Exercise brief — Could every line below be written out exactly as it appears?

Dataset excerpts —
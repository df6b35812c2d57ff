//! Scene dump data model
//!
//! A scene dump is a JSON document exported by the authoring tool containing
//! every scene object with its name, type tag, world transform, and (for
//! curves) control-point splines plus an optional pre-evaluated vertex list.
//! This module parses the dump into read-only Rust types; the export logic
//! never talks to a live host instance.

pub mod tessellate;

use glam::{DMat4, DVec3};
use serde::Deserialize;
use std::fs;
use std::path::{Path, PathBuf};
use thiserror::Error;

pub use tessellate::{CurveMesh, DEFAULT_RESOLUTION};

/// Failure while loading a scene dump.
#[derive(Debug, Error)]
pub enum SceneError {
    #[error("failed to read scene file '{path}': {source}")]
    Read {
        path: PathBuf,
        #[source]
        source: std::io::Error,
    },
    #[error("failed to parse scene JSON: {0}")]
    Parse(#[from] serde_json::Error),
}

/// Object type tag from the authoring tool.
#[derive(Debug, Clone, Copy, PartialEq, Eq, Default, Deserialize)]
#[serde(rename_all = "SCREAMING_SNAKE_CASE")]
pub enum ObjectKind {
    Curve,
    Mesh,
    Empty,
    Light,
    Camera,
    #[default]
    #[serde(other)]
    Other,
}

/// Bezier control point. Handles may be absent in a sparse dump; a segment
/// with a missing handle degrades to a straight line when sampled.
#[derive(Debug, Clone, Deserialize)]
pub struct BezierPoint {
    pub co: [f64; 3],
    #[serde(default)]
    pub handle_left: Option<[f64; 3]>,
    #[serde(default)]
    pub handle_right: Option<[f64; 3]>,
}

/// One sub-curve. A spline carries uniform control points, Bezier control
/// points, or both (the survey reads both flavors).
#[derive(Debug, Clone, Deserialize)]
pub struct Spline {
    #[serde(default)]
    pub points: Vec<[f64; 3]>,
    #[serde(default)]
    pub bezier_points: Vec<BezierPoint>,
    #[serde(default)]
    pub cyclic: bool,
    #[serde(default = "default_resolution")]
    pub resolution: u32,
}

fn default_resolution() -> u32 {
    DEFAULT_RESOLUTION
}

impl Default for Spline {
    fn default() -> Self {
        Self {
            points: vec![],
            bezier_points: vec![],
            cyclic: false,
            resolution: DEFAULT_RESOLUTION,
        }
    }
}

/// Curve geometry attached to a curve-typed object.
#[derive(Debug, Clone, Default, Deserialize)]
pub struct CurveData {
    #[serde(default)]
    pub splines: Vec<Spline>,
    /// Vertex list from the host's own mesh conversion, evaluated in the
    /// object's final (post-modifier) state. When present it takes priority
    /// over spline tessellation; `Some(vec![])` means the host evaluated the
    /// curve to nothing and the object must be skipped.
    #[serde(default)]
    pub evaluated_vertices: Option<Vec<[f64; 3]>>,
}

/// One object from the scene dump.
#[derive(Debug, Clone, Deserialize)]
pub struct SceneObject {
    pub name: String,
    #[serde(rename = "type")]
    pub kind: ObjectKind,
    /// 4x4 row-major affine world transform.
    #[serde(default = "identity_rows")]
    pub matrix_world: [[f64; 4]; 4],
    #[serde(default)]
    pub curve: Option<CurveData>,
}

fn identity_rows() -> [[f64; 4]; 4] {
    [
        [1.0, 0.0, 0.0, 0.0],
        [0.0, 1.0, 0.0, 0.0],
        [0.0, 0.0, 1.0, 0.0],
        [0.0, 0.0, 0.0, 1.0],
    ]
}

impl Default for SceneObject {
    fn default() -> Self {
        Self {
            name: String::new(),
            kind: ObjectKind::Other,
            matrix_world: identity_rows(),
            curve: None,
        }
    }
}

impl SceneObject {
    /// World transform as a glam matrix.
    pub fn world_matrix(&self) -> DMat4 {
        DMat4::from_cols_array_2d(&self.matrix_world).transpose()
    }

    /// World-space translation of this object.
    pub fn world_translation(&self) -> DVec3 {
        self.world_matrix().w_axis.truncate()
    }

    /// True for curve objects following the exportable-path naming
    /// convention (a hyphen somewhere in the name, e.g. `fence-a`).
    pub fn is_path_curve(&self) -> bool {
        self.kind == ObjectKind::Curve && self.name.contains('-')
    }

    /// True for waypoint markers: any object whose name starts with `wp`,
    /// case-insensitively.
    pub fn is_waypoint(&self) -> bool {
        self.name.to_lowercase().starts_with("wp")
    }

    /// Discretized mesh for a curve object, in local coordinates.
    ///
    /// Prefers the host's `evaluated_vertices` channel; falls back to
    /// tessellating the splines. Returns `None` when the object has no curve
    /// data or the mesh comes out empty, in which case the object is skipped
    /// by the path export. The returned mesh is owned by the caller and
    /// dropped as soon as its points have been read.
    pub fn evaluated_mesh(&self) -> Option<CurveMesh> {
        let curve = self.curve.as_ref()?;
        let mesh = match &curve.evaluated_vertices {
            Some(vertices) => CurveMesh::from_points(vertices),
            None => tessellate::tessellate(curve),
        };
        if mesh.is_empty() { None } else { Some(mesh) }
    }
}

/// Parsed scene dump.
#[derive(Debug, Clone, Default, Deserialize)]
pub struct Scene {
    #[serde(default)]
    pub objects: Vec<SceneObject>,
}

impl Scene {
    /// Parse a scene dump from a JSON string.
    pub fn from_json_str(json: &str) -> Result<Self, SceneError> {
        Ok(serde_json::from_str(json)?)
    }

    /// Read and parse a scene dump file.
    pub fn load(path: impl AsRef<Path>) -> Result<Self, SceneError> {
        let path = path.as_ref();
        let content = fs::read_to_string(path).map_err(|source| SceneError::Read {
            path: path.to_path_buf(),
            source,
        })?;
        Self::from_json_str(&content)
    }
}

Written solution —
repository df6b35812c2d57ff
//! Scene dump data model
//!
//! A scene dump is a JSON document exported by the authoring tool containing
//! every scene object with its name, type tag, world transform, and (for
//! curves) control-point splines plus an optional pre-evaluated vertex list.
//! This module parses the dump into read-only Rust types; the export logic
//! never talks to a live host instance.

pub mod tessellate;

use glam::{DMat4, DVec3};
use serde::Deserialize;
use std::fs;
use std::path::{Path, PathBuf};
use thiserror::Error;

pub use tessellate::{CurveMesh, DEFAULT_RESOLUTION};

/// Failure while loading a scene dump.
#[derive(Debug, Error)]
pub enum SceneError {
    #[error("failed to read scene file '{path}': {source}")]
    Read {
        path: PathBuf,
        #[source]
        source: std::io::Error,
    },
    #[error("failed to parse scene JSON: {0}")]
    Parse(#[from] serde_json::Error),
}

/// Object type tag from the authoring tool.
#[derive(Debug, Clone, Copy, PartialEq, Eq, Default, Deserialize)]
#[serde(rename_all = "SCREAMING_SNAKE_CASE")]
pub enum ObjectKind {
    Curve,
    Mesh,
    Empty,
    Light,
    Camera,
    #[default]
    #[serde(other)]
    Other,
}

/// Bezier control point. Handles may be absent in a sparse dump; a segment
/// with a missing handle degrades to a straight line when sampled.
#[derive(Debug, Clone, Deserialize)]
pub struct BezierPoint {
    pub co: [f64; 3],
    #[serde(default)]
    pub handle_left: Option<[f64; 3]>,
    #[serde(default)]
    pub handle_right: Option<[f64; 3]>,
}

/// One sub-curve. A spline carries uniform control points, Bezier control
/// points, or both (the survey reads both flavors).
#[derive(Debug, Clone, Deserialize)]
pub struct Spline {
    #[serde(default)]
    pub points: Vec<[f64; 3]>,
    #[serde(default)]
    pub bezier_points: Vec<BezierPoint>,
    #[serde(default)]
    pub cyclic: bool,
    #[serde(default = "default_resolution")]
    pub resolution: u32,
}

fn default_resolution() -> u32 {
    DEFAULT_RESOLUTION
}

impl Default for Spline {
    fn default() -> Self {
        Self {
            points: vec![],
            bezier_points: vec![],
            cyclic: false,
            resolution: DEFAULT_RESOLUTION,
        }
    }
}

/// Curve geometry attached to a curve-typed object.
#[derive(Debug, Clone, Default, Deserialize)]
pub struct CurveData {
    #[serde(default)]
    pub splines: Vec<Spline>,
    /// Vertex list from the host's own mesh conversion, evaluated in the
    /// object's final (post-modifier) state. When present it takes priority
    /// over spline tessellation; `Some(vec![])` means the host evaluated the
    /// curve to nothing and the object must be skipped.
    #[serde(default)]
    pub evaluated_vertices: Option<Vec<[f64; 3]>>,
}

/// One object from the scene dump.
#[derive(Debug, Clone, Deserialize)]
pub struct SceneObject {
    pub name: String,
    #[serde(rename = "type")]
    pub kind: ObjectKind,
    /// 4x4 row-major affine world transform.
    #[serde(default = "identity_rows")]
    pub matrix_world: [[f64; 4]; 4],
    #[serde(default)]
    pub curve: Option<CurveData>,
}

fn identity_rows() -> [[f64; 4]; 4] {
    [
        [1.0, 0.0, 0.0, 0.0],
        [0.0, 1.0, 0.0, 0.0],
        [0.0, 0.0, 1.0, 0.0],
        [0.0, 0.0, 0.0, 1.0],
    ]
}

impl Default for SceneObject {
    fn default() -> Self {
        Self {
            name: String::new(),
            kind: ObjectKind::Other,
            matrix_world: identity_rows(),
            curve: None,
        }
    }
}

impl SceneObject {
    /// World transform as a glam matrix.
    pub fn world_matrix(&self) -> DMat4 {
        DMat4::from_cols_array_2d(&self.matrix_world).transpose()
    }

    /// World-space translation of this object.
    pub fn world_translation(&self) -> DVec3 {
        self.world_matrix().w_axis.truncate()
    }

    /// True for curve objects following the exportable-path naming
    /// convention (a hyphen somewhere in the name, e.g. `fence-a`).
    pub fn is_path_curve(&self) -> bool {
        self.kind == ObjectKind::Curve && self.name.contains('-')
    }

    /// True for waypoint markers: any object whose name starts with `wp`,
    /// case-insensitively.
    pub fn is_waypoint(&self) -> bool {
        self.name.to_lowercase().starts_with("wp")
    }

    /// Discretized mesh for a curve object, in local coordinates.
    ///
    /// Prefers the host's `evaluated_vertices` channel; falls back to
    /// tessellating the splines. Returns `None` when the object has no curve
    /// data or the mesh comes out empty, in which case the object is skipped
    /// by the path export. The returned mesh is owned by the caller and
    /// dropped as soon as its points have been read.
    pub fn evaluated_mesh(&self) -> Option<CurveMesh> {
        let curve = self.curve.as_ref()?;
        let mesh = match &curve.evaluated_vertices {
            Some(vertices) => CurveMesh::from_points(vertices),
            None => tessellate::tessellate(curve),
        };
        if mesh.is_empty() { None } else { Some(mesh) }
    }
}

/// Parsed scene dump.
#[derive(Debug, Clone, Default, Deserialize)]
pub struct Scene {
    #[serde(default)]
    pub objects: Vec<SceneObject>,
}

impl Scene {
    /// Parse a scene dump from a JSON string.
    pub fn from_json_str(json: &str) -> Result<Self, SceneError> {
        Ok(serde_json::from_str(json)?)
    }

    /// Read and parse a scene dump file.
    pub fn load(path: impl AsRef<Path>) -> Result<Self, SceneError> {
        let path = path.as_ref();
        let content = fs::read_to_string(path).map_err(|source| SceneError::Read {
            path: path.to_path_buf(),
            source,
        })?;
        Self::from_json_str(&content)
    }
}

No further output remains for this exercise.